-- Opening Marker --
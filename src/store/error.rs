use thiserror::Error;

use crate::sheets::SheetsError;

/// Row store errors
#[derive(Debug, Error)]
pub enum StoreError {
    #[error("Missing required fields: {}", .0.join(", "))]
    MissingFields(Vec<String>),

    #[error("Invalid value for field '{field}': {message}")]
    InvalidField { field: String, message: String },

    #[error("{0}")]
    NotFound(String),

    /// The sheet's header lacks a column the operation has to write.
    #[error("Table '{table}' has no '{column}' column")]
    MissingColumn { table: String, column: String },

    #[error(transparent)]
    Sheets(#[from] SheetsError),
}

impl StoreError {
    pub fn invalid(field: impl Into<String>, message: impl Into<String>) -> Self {
        StoreError::InvalidField {
            field: field.into(),
            message: message.into(),
        }
    }

    pub fn not_found(message: impl Into<String>) -> Self {
        StoreError::NotFound(message.into())
    }

    pub fn missing_column(table: impl Into<String>, column: impl Into<String>) -> Self {
        StoreError::MissingColumn {
            table: table.into(),
            column: column.into(),
        }
    }

    /// Names of the fields a validation error is about.
    pub fn fields(&self) -> Vec<String> {
        match self {
            StoreError::MissingFields(fields) => fields.clone(),
            StoreError::InvalidField { field, .. } => vec![field.clone()],
            _ => Vec::new(),
        }
    }

    pub fn is_validation(&self) -> bool {
        matches!(self, StoreError::MissingFields(_) | StoreError::InvalidField { .. })
    }
}

#[cfg(test)]
mod tests {
    use super::*;

    #[test]
    fn messages_name_the_fields() {
        let err = StoreError::MissingFields(vec!["customerName".into(), "customerPhone".into()]);
        assert_eq!(err.to_string(), "Missing required fields: customerName, customerPhone");
        assert_eq!(err.fields().len(), 2);

        let err = StoreError::invalid("status", "must be one of pending, processing");
        assert!(err.to_string().contains("'status'"));
        assert!(err.is_validation());
    }
}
-- Closing Marker --
### [AIM OF THE TASK]
Exactly as it appears above, retype the material in full.

### [TASK RESPONSE]
filename src/store/error.rs
use thiserror::Error;

use crate::sheets::SheetsError;

/// Row store errors
#[derive(Debug, Error)]
pub enum StoreError {
    #[error("Missing required fields: {}", .0.join(", "))]
    MissingFields(Vec<String>),

    #[error("Invalid value for field '{field}': {message}")]
    InvalidField { field: String, message: String },

    #[error("{0}")]
    NotFound(String),

    /// The sheet's header lacks a column the operation has to write.
    #[error("Table '{table}' has no '{column}' column")]
    MissingColumn { table: String, column: String },

    #[error(transparent)]
    Sheets(#[from] SheetsError),
}

impl StoreError {
    pub fn invalid(field: impl Into<String>, message: impl Into<String>) -> Self {
        StoreError::InvalidField {
            field: field.into(),
            message: message.into(),
        }
    }

    pub fn not_found(message: impl Into<String>) -> Self {
        StoreError::NotFound(message.into())
    }

    pub fn missing_column(table: impl Into<String>, column: impl Into<String>) -> Self {
        StoreError::MissingColumn {
            table: table.into(),
            column: column.into(),
        }
    }

    /// Names of the fields a validation error is about.
    pub fn fields(&self) -> Vec<String> {
        match self {
            StoreError::MissingFields(fields) => fields.clone(),
            StoreError::InvalidField { field, .. } => vec![field.clone()],
            _ => Vec::new(),
        }
    }

    pub fn is_validation(&self) -> bool {
        matches!(self, StoreError::MissingFields(_) | StoreError::InvalidField { .. })
    }
}

#[cfg(test)]
mod tests {
    use super::*;

    #[test]
    fn messages_name_the_fields() {
        let err = StoreError::MissingFields(vec!["customerName".into(), "customerPhone".into()]);
        assert_eq!(err.to_string(), "Missing required fields: customerName, customerPhone");
        assert_eq!(err.fields().len(), 2);

        let err = StoreError::invalid("status", "must be one of pending, processing");
        assert!(err.to_string().contains("'status'"));
        assert!(err.is_validation());
    }
}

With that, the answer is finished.